SINCE TAKING OVER as chief executive of Wal-Mart Stores ' U.S. divisions a year ago, Bill Simon has made it clear where he stands in the debate between selling national brands or private brands.
“We prefer to sell national brands,” Simon said last fall at an investor conference. “They show our value better. When the price of Oreos in my store is less than the price of Oreos in a competitor's store, there's no doubt who the price leader is and where the basket win is.”
Simon's posture does more than frame Wal-Mart's pricing advantage vs. competitors. It also goes against industry trends toward emphasizing private brands both as a differentiator and as a margin builder.
Wal-Mart until Simon came along seemed also to be riding that wave. Its opening price-point Great Value brand was completely relaunched in 2009 with new packaging, a focus on better quality, including hundreds of reformulated products, and more than 80 new items — some of which could serve to fill the gaps in overall product selections reduced as part of a since-abandoned SKU-rationalization program.
Simon noted, however, that the relaunch ultimately damaged Wal-Mart's reputation as a “house of brands,” by giving the appearance that the retailer was pushing its shoppers to embrace private label over branded goods, rather than letting them decide between them. This blunted the edge on Wal-Mart's traditional price advantage on an apples-to-apples basis, Simon noted.
The same attitude brought an end to Wal-Mart's emerging “Win-Play-Show” merchandising strategy that sought to grow key categories and merely compete in others. “Our customer will decide what we carry based on what they buy,” Simon said.
With that established, today Great Value is known strictly as an opening price-point offering whose strategic value is to provide an alternative not to brands but to other private labels, sources said.
“It's a cornerstone of Wal-Mart's ability to compete against all other low-price, value-oriented retailers in the marketplace, such as dollar stores and discount grocers like Save-A-Lot,” Jon Hauptman, vice president at Willard Bishop LLC, Barrington, Ill., told SN. “It allows Wal-Mart to have an offer that's either competitive to or lower than the value offered at any other store.
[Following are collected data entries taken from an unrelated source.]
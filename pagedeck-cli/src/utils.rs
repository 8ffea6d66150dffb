//! Input path collection.

use std::path::PathBuf;

use pagedeck::error::{PagedeckError, Result};

/// Expand glob patterns into filesystem paths, preserving pattern order.
///
/// Plain paths pass through unchanged (a path with no glob metacharacters
/// matches itself). A pattern that matches nothing contributes nothing;
/// the caller decides whether an overall empty result is an error.
pub fn collect_paths_for_patterns<T>(patterns: T) -> Result<Vec<PathBuf>>
where
    T: IntoIterator,
    T::Item: AsRef<str>,
{
    let mut resolved = Vec::new();

    for pattern in patterns {
        let pattern = pattern.as_ref();

        let paths = glob::glob(pattern).map_err(|err| PagedeckError::Other {
            message: format!("invalid pattern '{pattern}': {err}"),
        })?;

        for entry in paths {
            let path = entry.map_err(|err| PagedeckError::Other {
                message: err.to_string(),
            })?;
            resolved.push(path);
        }
    }

    Ok(resolved)
}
It's also a consistent brand that allows that customer to find the brand in any category.”
Wal-Mart can eschew the margin advantages in private label because “it doesn't care about margin [percentage] as much as margin dollars,” added Dave Marcotte, director of retail insights for Kantar Retail.
Specialty private brands at Wal-Mart include the Marketside brand, which grew out of a pilot run of fresh food stores and today serves as a marker for fresh and prepared foods exclusive to Wal-Mart, including refrigerated meals, frozen foods, and bread and rolls. Equate is a proprietary line of personal care and over-the-counter drug items. The company also has exclusive brands in apparel and sells several acquired brands exclusively, including apparel lines OP and White Stag, and the appliance brand Rival.
A different strategy is emerging at Wal-Mart's Sam's Club division, which earlier this year introduced three new private-label lines to replace its established Members Mark line in some categories: Artisan Fresh (which it describes as “made from scratch” premium foods), Daily Chef (“delicious and affordable” shelf- items like olive oil, dried fruits and crab cakes) and Simply Right, a personal care line.
These items are designed to have more appeal to the Sam's Club shopper, which tends to be more affluent than Wal-Mart's typical customer.